For the entries below, print exactly the lines between the line holding "self.vaccinate(pop, id);" and the line holding "fn step_agents(&mut self, pop: &mut", inclusive, and nothing else.

━━ Dataset records

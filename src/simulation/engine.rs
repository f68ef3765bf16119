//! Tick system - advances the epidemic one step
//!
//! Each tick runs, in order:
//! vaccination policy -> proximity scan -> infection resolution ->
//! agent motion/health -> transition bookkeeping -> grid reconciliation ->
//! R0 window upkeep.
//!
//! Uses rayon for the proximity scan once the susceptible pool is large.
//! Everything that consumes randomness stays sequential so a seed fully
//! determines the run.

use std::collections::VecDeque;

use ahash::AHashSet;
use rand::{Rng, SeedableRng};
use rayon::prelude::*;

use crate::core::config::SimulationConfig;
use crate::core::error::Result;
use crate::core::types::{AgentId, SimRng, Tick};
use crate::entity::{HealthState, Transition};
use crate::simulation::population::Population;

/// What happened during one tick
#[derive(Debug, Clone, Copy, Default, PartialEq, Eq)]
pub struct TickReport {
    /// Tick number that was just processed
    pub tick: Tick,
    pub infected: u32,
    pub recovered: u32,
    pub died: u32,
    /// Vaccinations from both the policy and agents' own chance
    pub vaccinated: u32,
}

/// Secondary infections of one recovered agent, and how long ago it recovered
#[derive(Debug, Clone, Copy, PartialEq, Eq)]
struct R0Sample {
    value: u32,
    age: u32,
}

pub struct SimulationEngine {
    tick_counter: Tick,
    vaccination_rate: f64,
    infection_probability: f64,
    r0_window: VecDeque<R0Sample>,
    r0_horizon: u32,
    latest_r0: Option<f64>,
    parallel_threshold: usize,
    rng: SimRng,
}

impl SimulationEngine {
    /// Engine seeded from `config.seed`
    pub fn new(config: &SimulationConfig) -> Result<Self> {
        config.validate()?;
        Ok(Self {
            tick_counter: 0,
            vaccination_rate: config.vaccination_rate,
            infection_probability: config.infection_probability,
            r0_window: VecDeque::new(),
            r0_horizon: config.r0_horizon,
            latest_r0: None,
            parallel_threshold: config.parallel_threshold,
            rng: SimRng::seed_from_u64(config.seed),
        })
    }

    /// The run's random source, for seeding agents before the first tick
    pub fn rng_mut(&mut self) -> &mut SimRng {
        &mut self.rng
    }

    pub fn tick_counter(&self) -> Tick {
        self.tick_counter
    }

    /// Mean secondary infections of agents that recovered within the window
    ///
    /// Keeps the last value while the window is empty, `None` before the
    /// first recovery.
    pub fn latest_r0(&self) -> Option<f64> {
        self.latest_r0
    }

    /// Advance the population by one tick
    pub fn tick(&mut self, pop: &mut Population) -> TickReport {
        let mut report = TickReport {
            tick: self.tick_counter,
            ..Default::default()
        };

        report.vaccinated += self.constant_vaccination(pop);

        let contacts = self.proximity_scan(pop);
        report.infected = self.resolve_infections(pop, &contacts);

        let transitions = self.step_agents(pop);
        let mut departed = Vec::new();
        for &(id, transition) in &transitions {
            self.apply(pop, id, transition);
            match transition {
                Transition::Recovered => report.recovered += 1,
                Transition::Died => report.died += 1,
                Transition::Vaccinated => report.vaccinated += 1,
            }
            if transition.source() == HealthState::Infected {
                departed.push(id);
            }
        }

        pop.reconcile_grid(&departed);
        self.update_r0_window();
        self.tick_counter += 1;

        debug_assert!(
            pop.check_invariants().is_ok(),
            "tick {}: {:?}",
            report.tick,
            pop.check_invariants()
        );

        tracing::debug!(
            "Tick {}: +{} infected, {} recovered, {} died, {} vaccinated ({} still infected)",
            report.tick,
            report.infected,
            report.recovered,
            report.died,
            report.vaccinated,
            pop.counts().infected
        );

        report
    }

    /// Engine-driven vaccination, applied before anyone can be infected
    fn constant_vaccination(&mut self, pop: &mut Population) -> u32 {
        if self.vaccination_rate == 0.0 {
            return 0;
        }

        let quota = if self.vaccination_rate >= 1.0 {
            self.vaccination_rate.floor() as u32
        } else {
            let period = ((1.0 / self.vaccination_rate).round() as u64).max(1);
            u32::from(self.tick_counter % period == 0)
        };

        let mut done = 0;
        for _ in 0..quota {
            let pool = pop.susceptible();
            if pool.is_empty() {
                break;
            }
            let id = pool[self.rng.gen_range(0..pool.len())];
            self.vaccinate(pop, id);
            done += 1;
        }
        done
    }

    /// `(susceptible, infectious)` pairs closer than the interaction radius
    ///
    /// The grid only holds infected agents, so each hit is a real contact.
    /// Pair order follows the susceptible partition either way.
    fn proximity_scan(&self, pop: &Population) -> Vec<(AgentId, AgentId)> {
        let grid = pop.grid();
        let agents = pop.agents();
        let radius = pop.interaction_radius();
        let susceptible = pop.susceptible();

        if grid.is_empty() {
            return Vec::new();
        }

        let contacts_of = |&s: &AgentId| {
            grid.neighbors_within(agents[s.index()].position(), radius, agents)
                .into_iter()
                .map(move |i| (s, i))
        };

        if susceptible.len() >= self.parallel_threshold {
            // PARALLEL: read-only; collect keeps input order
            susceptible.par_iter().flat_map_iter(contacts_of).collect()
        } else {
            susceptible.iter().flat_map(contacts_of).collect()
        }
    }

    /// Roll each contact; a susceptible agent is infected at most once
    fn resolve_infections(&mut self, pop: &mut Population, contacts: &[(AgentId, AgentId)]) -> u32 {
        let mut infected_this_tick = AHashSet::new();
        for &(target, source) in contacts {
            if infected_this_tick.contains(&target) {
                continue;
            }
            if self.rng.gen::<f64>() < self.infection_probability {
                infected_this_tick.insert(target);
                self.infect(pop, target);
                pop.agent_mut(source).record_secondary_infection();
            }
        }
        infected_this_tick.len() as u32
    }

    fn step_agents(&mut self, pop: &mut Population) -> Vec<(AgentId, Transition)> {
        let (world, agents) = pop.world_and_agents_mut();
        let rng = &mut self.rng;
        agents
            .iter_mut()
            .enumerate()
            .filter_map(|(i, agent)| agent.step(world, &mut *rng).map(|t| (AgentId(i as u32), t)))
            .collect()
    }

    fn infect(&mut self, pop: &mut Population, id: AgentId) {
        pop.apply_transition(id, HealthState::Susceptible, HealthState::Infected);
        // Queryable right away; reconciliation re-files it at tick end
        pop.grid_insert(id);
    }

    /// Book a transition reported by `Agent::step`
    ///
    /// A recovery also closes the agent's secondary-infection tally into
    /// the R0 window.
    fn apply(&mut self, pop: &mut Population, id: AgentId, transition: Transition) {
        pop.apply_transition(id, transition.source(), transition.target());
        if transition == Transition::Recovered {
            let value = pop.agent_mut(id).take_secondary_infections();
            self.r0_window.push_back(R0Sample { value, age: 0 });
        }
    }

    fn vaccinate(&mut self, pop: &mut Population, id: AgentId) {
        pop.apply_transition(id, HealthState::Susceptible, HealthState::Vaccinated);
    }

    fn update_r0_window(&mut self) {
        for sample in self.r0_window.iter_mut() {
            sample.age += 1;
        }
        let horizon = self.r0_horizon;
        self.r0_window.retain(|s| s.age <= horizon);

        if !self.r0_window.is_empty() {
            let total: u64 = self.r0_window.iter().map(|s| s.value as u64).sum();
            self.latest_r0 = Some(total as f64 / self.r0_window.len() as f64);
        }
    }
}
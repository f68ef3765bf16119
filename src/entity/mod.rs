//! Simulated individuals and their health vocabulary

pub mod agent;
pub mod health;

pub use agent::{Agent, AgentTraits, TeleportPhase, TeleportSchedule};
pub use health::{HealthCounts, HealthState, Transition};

━━━━

* [Answer area]
            self.vaccinate(pop, id);
            done += 1;
        }
        done
    }

    /// `(susceptible, infectious)` pairs closer than the interaction radius
    ///
    /// The grid only holds infected agents, so each hit is a real contact.
    /// Pair order follows the susceptible partition either way.
    fn proximity_scan(&self, pop: &Population) -> Vec<(AgentId, AgentId)> {
        let grid = pop.grid();
        let agents = pop.agents();
        let radius = pop.interaction_radius();
        let susceptible = pop.susceptible();

        if grid.is_empty() {
            return Vec::new();
        }

        let contacts_of = |&s: &AgentId| {
            grid.neighbors_within(agents[s.index()].position(), radius, agents)
                .into_iter()
                .map(move |i| (s, i))
        };

        if susceptible.len() >= self.parallel_threshold {
            // PARALLEL: read-only; collect keeps input order
            susceptible.par_iter().flat_map_iter(contacts_of).collect()
        } else {
            susceptible.iter().flat_map(contacts_of).collect()
        }
    }

    /// Roll each contact; a susceptible agent is infected at most once
    fn resolve_infections(&mut self, pop: &mut Population, contacts: &[(AgentId, AgentId)]) -> u32 {
        let mut infected_this_tick = AHashSet::new();
        for &(target, source) in contacts {
            if infected_this_tick.contains(&target) {
                continue;
            }
            if self.rng.gen::<f64>() < self.infection_probability {
                infected_this_tick.insert(target);
                self.infect(pop, target);
                pop.agent_mut(source).record_secondary_infection();
            }
        }
        infected_this_tick.len() as u32
    }

    fn step_agents(&mut self, pop: &mut Population) -> Vec<(AgentId, Transition)> {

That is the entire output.